When a local governmental entity is the subject of a section 1983 suit, the plaintiff bears an additional burden. To establish the liability of a city or county under section 1983, the plaintiff must show that the constitutional deprivation resulted from a custom, policy, or practice of the municipality. Monell v. Dept. of Social Servs., 436 U.S. 658, 694, 98 S.Ct. 2018, 2037, 56 L.Ed.2d 611 (1978); Bradberry v. Pinellas County, 789 F.2d 1513, 1515 (11th Cir.1986). Moreover, proof of a single, isolated incident of unconstitutional activity generally is not sufficient to impose municipal liability under Monell. City of Oklahoma City, 471 U.S. at 823-24, 105 S.Ct. at 2436; Anderson v. City of Atlanta, 778 F.2d 678, 685 (11th Cir.1985).
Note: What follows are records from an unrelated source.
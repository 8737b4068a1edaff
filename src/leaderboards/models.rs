use chrono::{DateTime, Datelike, Duration, NaiveDate, Utc};
use serde::{Deserialize, Serialize};
use std::fmt;
use strum_macros::EnumIter;

use crate::points::models::PointKind;

/// Available leaderboard flavors: a scoring dimension plus a time window
#[derive(Debug, Clone, Copy, PartialEq, Eq, Hash, Serialize, Deserialize, EnumIter)]
#[serde(rename_all = "snake_case")]
pub enum LeaderboardType {
    WeeklyPc,
    WeeklyPcon,
    MonthlyPc,
    MonthlyPcon,
    AllTimePc,
    AllTimePcon,
    QuestionsAnswered,
    BestAnswers,
}

impl fmt::Display for LeaderboardType {
    fn fmt(&self, f: &mut fmt::Formatter<'_>) -> fmt::Result {
        write!(
            f,
            "{}",
            match self {
                LeaderboardType::WeeklyPc => "weekly_pc",
                LeaderboardType::WeeklyPcon => "weekly_pcon",
                LeaderboardType::MonthlyPc => "monthly_pc",
                LeaderboardType::MonthlyPcon => "monthly_pcon",
                LeaderboardType::AllTimePc => "all_time_pc",
                LeaderboardType::AllTimePcon => "all_time_pcon",
                LeaderboardType::QuestionsAnswered => "questions_answered",
                LeaderboardType::BestAnswers => "best_answers",
            }
        )
    }
}

impl LeaderboardType {
    pub fn parse(value: &str) -> Option<LeaderboardType> {
        match value {
            "weekly_pc" => Some(LeaderboardType::WeeklyPc),
            "weekly_pcon" => Some(LeaderboardType::WeeklyPcon),
            "monthly_pc" => Some(LeaderboardType::MonthlyPc),
            "monthly_pcon" => Some(LeaderboardType::MonthlyPcon),
            "all_time_pc" => Some(LeaderboardType::AllTimePc),
            "all_time_pcon" => Some(LeaderboardType::AllTimePcon),
            "questions_answered" => Some(LeaderboardType::QuestionsAnswered),
            "best_answers" => Some(LeaderboardType::BestAnswers),
            _ => None,
        }
    }

    /// How scores for this board are computed
    pub fn score_source(&self) -> ScoreSource {
        match self {
            LeaderboardType::WeeklyPc | LeaderboardType::MonthlyPc => {
                ScoreSource::WindowedPoints(PointKind::Pc)
            }
            LeaderboardType::WeeklyPcon | LeaderboardType::MonthlyPcon => {
                ScoreSource::WindowedPoints(PointKind::Pcon)
            }
            LeaderboardType::AllTimePc => ScoreSource::StoredPoints(PointKind::Pc),
            LeaderboardType::AllTimePcon => ScoreSource::StoredPoints(PointKind::Pcon),
            LeaderboardType::QuestionsAnswered => ScoreSource::AnswerCount {
                accepted_only: false,
            },
            LeaderboardType::BestAnswers => ScoreSource::AnswerCount {
                accepted_only: true,
            },
        }
    }

    /// The half-open time window covered by this board at instant `now`
    pub fn window(&self, now: DateTime<Utc>, epoch: NaiveDate) -> TimeWindow {
        match self {
            LeaderboardType::WeeklyPc | LeaderboardType::WeeklyPcon => TimeWindow::current_week(now),
            LeaderboardType::MonthlyPc | LeaderboardType::MonthlyPcon => {
                TimeWindow::current_month(now)
            }
            _ => TimeWindow::all_time(epoch, now),
        }
    }
}

/// How scores are resolved for a leaderboard type
#[derive(Debug, Clone, Copy, PartialEq, Eq)]
pub enum ScoreSource {
    /// Sum of per-entry deltas from the points history inside the window
    WindowedPoints(PointKind),
    /// The user's current stored total; no history summation
    StoredPoints(PointKind),
    /// Count of answers authored inside the window
    AnswerCount { accepted_only: bool },
}

/// Half-open time window `[start, end)`
#[derive(Debug, Clone, Copy, PartialEq, Eq, Serialize, Deserialize)]
pub struct TimeWindow {
    pub start: DateTime<Utc>,
    pub end: DateTime<Utc>,
}

impl TimeWindow {
    /// ISO week containing `now`: Monday 00:00 UTC through the following
    /// Monday 00:00 UTC
    pub fn current_week(now: DateTime<Utc>) -> Self {
        let date = now.date_naive();
        let monday = date - Duration::days(date.weekday().num_days_from_monday() as i64);
        let start = monday.and_hms_opt(0, 0, 0).unwrap().and_utc();
        Self {
            start,
            end: start + Duration::days(7),
        }
    }

    /// Calendar month containing `now`: the 1st at 00:00 UTC through the
    /// 1st of the next month
    pub fn current_month(now: DateTime<Utc>) -> Self {
        let date = now.date_naive();
        let first = date.with_day(1).unwrap();
        let next_first = if first.month() == 12 {
            NaiveDate::from_ymd_opt(first.year() + 1, 1, 1).unwrap()
        } else {
            NaiveDate::from_ymd_opt(first.year(), first.month() + 1, 1).unwrap()
        };
        Self {
            start: first.and_hms_opt(0, 0, 0).unwrap().and_utc(),
            end: next_first.and_hms_opt(0, 0, 0).unwrap().and_utc(),
        }
    }

    /// Fixed epoch through `now`
    pub fn all_time(epoch: NaiveDate, now: DateTime<Utc>) -> Self {
        Self {
            start: epoch.and_hms_opt(0, 0, 0).unwrap().and_utc(),
            end: now,
        }
    }

    pub fn contains(&self, instant: DateTime<Utc>) -> bool {
        instant >= self.start && instant < self.end
    }
}

/// One ranked row of a leaderboard snapshot
#[derive(Debug, Clone, Serialize, Deserialize)]
pub struct LeaderboardEntry {
    pub position: i64,
    pub user_id: String,
    pub username: String,
    pub score: i64,
    pub rank: Option<String>,
    #[serde(default)]
    pub badges: Vec<String>,
}

/// A cached leaderboard snapshot; regenerating replaces the previous one
#[derive(Debug, Clone, Serialize, Deserialize)]
pub struct LeaderboardModel {
    pub leaderboard_type: LeaderboardType,
    pub entries: Vec<LeaderboardEntry>,
    pub period_start: DateTime<Utc>,
    pub period_end: DateTime<Utc>,
    pub last_updated: DateTime<Utc>,
}

#[cfg(test)]
mod tests {
    use super::*;
    use chrono::TimeZone;

    #[test]
    fn weekly_window_starts_on_monday() {
        // 2024-06-12 was a Wednesday
        let wednesday = Utc.with_ymd_and_hms(2024, 6, 12, 15, 30, 0).unwrap();
        let window = TimeWindow::current_week(wednesday);

        assert_eq!(
            window.start,
            Utc.with_ymd_and_hms(2024, 6, 10, 0, 0, 0).unwrap()
        );
        assert_eq!(
            window.end,
            Utc.with_ymd_and_hms(2024, 6, 17, 0, 0, 0).unwrap()
        );
        assert!(window.contains(wednesday));
        assert!(!window.contains(window.end));
    }

    #[test]
    fn monthly_window_wraps_december_into_january() {
        let december = Utc.with_ymd_and_hms(2024, 12, 25, 8, 0, 0).unwrap();
        let window = TimeWindow::current_month(december);

        assert_eq!(
            window.start,
            Utc.with_ymd_and_hms(2024, 12, 1, 0, 0, 0).unwrap()
        );
        assert_eq!(
            window.end,
            Utc.with_ymd_and_hms(2025, 1, 1, 0, 0, 0).unwrap()
        );
    }

    #[test]
    fn parse_round_trips_display() {
        use strum::IntoEnumIterator;
        for board in LeaderboardType::iter() {
            assert_eq!(LeaderboardType::parse(&board.to_string()), Some(board));
        }
    }
}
The arguments and briefs both in this court and in the district court have focused primarily on the dispute as to whether the plaintiffs have made a sufficient showing that the alleged custom or practice in fact exists. The plaintiffs' arguments on appeal regarding discovery, the amendment of their complaint, and the sufficiency of their affidavits all relate to the issue of the existence of the allegedly unlawful policy. Similarly, the defendants' arguments relate to whether the plaintiffs' evidence is sufficient to establish such a policy, and, if so, whether the individual defendants can avail themselves of a qualified immunity defense. It seems that both parties, as well as the district court, have assumed that the alleged policy violates a cognizable constitutional right, which the plaintiffs characterize as their right to the provision of essential medical treatment and services by the County. 3 However, because section 1983 provides a remedy only for violations of rights secured by the Constitution or federal laws, the proper resolution of this case requires us first to determine whether the Constitution grants a right to medical care and treatment in these circumstances.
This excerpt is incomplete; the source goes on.